Stored data entries:
- - - -

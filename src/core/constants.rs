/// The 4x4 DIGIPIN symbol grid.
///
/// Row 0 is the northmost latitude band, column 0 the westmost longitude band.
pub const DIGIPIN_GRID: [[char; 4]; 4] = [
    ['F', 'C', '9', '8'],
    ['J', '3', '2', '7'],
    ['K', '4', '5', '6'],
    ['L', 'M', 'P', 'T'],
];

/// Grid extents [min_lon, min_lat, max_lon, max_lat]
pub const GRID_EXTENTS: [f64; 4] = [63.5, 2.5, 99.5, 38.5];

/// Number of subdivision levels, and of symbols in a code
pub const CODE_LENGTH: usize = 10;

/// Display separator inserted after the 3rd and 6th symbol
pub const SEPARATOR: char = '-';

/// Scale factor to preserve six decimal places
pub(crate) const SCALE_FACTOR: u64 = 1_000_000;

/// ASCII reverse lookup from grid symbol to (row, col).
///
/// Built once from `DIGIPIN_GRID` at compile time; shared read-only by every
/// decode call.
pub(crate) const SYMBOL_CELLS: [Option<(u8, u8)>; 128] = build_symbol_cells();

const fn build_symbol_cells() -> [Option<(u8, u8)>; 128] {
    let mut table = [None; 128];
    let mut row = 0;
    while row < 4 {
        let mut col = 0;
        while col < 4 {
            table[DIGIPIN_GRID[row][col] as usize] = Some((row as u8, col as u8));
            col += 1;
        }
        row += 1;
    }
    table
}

- - - -

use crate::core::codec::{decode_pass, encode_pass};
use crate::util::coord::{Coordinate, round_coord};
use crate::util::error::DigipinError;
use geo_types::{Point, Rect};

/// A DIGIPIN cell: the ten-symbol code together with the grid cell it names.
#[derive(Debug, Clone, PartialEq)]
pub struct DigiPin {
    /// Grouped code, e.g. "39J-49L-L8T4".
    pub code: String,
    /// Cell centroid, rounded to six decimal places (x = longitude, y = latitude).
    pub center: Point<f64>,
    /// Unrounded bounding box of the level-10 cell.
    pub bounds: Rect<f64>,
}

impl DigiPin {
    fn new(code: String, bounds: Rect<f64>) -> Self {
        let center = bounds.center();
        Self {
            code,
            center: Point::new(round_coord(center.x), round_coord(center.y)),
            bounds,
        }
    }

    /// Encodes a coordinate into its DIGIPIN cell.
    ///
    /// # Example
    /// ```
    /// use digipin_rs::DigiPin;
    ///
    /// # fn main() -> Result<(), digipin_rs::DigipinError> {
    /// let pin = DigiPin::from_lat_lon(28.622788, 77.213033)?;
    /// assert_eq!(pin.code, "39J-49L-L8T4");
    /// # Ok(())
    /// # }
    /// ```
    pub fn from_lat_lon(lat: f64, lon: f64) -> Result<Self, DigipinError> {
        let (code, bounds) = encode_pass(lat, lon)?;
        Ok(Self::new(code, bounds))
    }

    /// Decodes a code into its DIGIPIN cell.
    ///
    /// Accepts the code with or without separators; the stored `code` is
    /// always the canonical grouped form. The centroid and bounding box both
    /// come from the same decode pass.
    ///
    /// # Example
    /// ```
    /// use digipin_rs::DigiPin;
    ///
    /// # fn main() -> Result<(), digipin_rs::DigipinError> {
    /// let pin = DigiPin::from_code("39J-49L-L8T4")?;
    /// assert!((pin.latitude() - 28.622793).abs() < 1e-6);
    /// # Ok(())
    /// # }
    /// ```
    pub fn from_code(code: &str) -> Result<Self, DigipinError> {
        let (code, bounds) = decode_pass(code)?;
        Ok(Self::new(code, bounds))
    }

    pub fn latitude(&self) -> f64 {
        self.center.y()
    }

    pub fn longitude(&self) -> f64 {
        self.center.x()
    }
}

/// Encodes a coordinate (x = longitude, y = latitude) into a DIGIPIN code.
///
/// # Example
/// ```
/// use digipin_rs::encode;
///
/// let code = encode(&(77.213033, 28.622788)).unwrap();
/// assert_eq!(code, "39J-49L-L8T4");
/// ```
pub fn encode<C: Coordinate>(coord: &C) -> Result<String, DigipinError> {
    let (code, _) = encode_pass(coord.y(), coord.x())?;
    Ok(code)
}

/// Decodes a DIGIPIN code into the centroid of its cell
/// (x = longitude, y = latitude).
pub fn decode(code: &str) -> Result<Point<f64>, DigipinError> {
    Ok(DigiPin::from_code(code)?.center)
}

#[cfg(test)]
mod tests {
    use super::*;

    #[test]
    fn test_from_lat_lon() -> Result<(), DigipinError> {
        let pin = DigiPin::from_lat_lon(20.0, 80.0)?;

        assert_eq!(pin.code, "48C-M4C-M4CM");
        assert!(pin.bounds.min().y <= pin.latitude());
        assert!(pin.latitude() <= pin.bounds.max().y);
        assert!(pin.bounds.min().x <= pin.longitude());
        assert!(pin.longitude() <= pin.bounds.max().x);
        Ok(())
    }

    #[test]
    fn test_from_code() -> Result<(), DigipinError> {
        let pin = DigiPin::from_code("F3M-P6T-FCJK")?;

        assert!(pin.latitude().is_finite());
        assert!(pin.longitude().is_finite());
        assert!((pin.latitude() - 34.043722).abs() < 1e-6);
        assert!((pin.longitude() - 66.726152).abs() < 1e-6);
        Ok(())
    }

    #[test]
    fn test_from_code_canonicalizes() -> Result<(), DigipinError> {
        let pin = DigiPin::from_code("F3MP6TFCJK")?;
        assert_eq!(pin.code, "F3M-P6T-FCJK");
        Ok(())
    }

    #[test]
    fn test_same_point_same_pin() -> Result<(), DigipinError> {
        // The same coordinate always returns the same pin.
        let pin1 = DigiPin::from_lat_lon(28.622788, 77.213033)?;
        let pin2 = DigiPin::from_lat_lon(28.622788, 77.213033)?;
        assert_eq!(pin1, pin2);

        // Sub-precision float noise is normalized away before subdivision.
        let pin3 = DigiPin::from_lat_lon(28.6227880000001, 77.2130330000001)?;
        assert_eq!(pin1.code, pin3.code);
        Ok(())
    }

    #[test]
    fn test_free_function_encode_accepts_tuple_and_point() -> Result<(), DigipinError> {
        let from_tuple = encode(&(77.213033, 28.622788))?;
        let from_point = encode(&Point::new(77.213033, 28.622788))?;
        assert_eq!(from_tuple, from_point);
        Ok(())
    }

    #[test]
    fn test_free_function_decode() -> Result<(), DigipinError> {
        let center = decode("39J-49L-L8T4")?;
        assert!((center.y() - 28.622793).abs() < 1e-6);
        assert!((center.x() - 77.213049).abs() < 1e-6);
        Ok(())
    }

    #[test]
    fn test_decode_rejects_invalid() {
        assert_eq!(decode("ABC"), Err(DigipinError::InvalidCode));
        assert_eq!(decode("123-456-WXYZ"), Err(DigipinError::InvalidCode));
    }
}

- - - -

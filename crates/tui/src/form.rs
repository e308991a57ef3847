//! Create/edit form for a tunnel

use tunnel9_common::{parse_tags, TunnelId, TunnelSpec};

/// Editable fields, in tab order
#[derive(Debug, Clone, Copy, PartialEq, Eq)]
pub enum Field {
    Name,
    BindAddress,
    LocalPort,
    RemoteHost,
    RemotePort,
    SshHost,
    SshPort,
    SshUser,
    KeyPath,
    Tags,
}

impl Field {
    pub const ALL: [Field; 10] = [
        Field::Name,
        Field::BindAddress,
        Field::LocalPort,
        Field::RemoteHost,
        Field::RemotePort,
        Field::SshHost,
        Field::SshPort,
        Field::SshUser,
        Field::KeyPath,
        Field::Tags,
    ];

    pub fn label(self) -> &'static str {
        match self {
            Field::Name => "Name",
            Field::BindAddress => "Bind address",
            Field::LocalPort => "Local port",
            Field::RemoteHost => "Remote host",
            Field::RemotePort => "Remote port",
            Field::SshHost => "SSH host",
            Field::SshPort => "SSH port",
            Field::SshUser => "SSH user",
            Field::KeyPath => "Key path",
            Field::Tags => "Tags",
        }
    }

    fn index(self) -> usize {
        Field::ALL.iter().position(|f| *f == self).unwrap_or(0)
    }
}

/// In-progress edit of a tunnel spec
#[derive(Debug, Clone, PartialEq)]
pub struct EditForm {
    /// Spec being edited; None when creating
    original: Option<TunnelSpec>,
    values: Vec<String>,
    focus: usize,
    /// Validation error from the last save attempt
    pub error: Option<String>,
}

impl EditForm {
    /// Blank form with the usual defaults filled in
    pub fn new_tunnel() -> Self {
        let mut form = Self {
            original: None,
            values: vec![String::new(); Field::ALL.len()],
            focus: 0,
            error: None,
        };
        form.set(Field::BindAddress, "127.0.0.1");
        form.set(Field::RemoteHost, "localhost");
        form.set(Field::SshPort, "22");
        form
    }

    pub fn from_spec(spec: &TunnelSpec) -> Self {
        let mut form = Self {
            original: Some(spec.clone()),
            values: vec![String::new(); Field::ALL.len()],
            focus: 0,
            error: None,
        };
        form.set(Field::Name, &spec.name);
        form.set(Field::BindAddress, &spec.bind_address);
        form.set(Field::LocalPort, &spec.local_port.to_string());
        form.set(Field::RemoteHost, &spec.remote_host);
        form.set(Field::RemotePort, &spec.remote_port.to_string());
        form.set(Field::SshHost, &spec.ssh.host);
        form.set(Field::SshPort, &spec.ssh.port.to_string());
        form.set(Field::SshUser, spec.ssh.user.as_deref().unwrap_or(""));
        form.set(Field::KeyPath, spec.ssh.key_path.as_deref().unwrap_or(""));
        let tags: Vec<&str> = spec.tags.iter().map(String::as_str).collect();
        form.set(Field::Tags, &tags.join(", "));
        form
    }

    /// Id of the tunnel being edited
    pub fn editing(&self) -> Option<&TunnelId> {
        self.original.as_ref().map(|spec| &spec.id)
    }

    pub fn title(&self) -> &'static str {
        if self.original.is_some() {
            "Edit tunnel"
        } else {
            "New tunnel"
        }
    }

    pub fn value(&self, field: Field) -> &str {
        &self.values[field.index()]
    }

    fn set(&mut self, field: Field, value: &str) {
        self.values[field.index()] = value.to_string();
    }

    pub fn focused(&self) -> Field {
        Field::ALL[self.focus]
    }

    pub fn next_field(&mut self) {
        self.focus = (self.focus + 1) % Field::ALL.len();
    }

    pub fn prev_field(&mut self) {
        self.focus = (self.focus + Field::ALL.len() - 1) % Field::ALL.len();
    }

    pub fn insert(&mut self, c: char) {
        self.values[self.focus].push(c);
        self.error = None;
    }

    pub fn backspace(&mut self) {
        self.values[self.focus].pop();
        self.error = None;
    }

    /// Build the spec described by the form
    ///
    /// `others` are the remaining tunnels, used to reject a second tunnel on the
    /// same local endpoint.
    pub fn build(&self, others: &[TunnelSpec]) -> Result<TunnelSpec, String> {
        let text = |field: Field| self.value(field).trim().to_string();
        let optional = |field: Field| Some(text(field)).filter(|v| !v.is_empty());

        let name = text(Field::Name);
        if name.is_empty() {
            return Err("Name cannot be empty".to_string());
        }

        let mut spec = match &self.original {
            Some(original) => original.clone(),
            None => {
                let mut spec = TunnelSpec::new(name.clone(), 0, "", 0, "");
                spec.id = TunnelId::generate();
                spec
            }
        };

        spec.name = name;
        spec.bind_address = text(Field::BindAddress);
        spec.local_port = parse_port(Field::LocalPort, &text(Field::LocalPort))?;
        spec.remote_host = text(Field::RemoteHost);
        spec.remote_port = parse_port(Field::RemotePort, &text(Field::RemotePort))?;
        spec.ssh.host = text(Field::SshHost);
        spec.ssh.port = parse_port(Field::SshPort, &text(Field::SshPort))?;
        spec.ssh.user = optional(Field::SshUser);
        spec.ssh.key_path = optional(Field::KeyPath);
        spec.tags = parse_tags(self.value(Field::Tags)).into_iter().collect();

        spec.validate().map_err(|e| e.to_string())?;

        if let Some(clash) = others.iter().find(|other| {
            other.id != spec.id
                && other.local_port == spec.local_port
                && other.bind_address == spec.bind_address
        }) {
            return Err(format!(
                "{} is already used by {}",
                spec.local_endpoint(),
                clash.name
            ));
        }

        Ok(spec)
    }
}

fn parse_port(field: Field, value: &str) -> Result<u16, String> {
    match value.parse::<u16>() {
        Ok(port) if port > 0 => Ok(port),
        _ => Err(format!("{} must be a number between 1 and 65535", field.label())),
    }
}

- - - -

● Goal of the exercise
Reproduce all lines from the records above that include the word "SshHost".

● Answer to this exercise
    SshHost,
        Field::SshHost,
            Field::SshHost => "SSH host",
        form.set(Field::SshHost, &spec.ssh.host);
        spec.ssh.host = text(Field::SshHost);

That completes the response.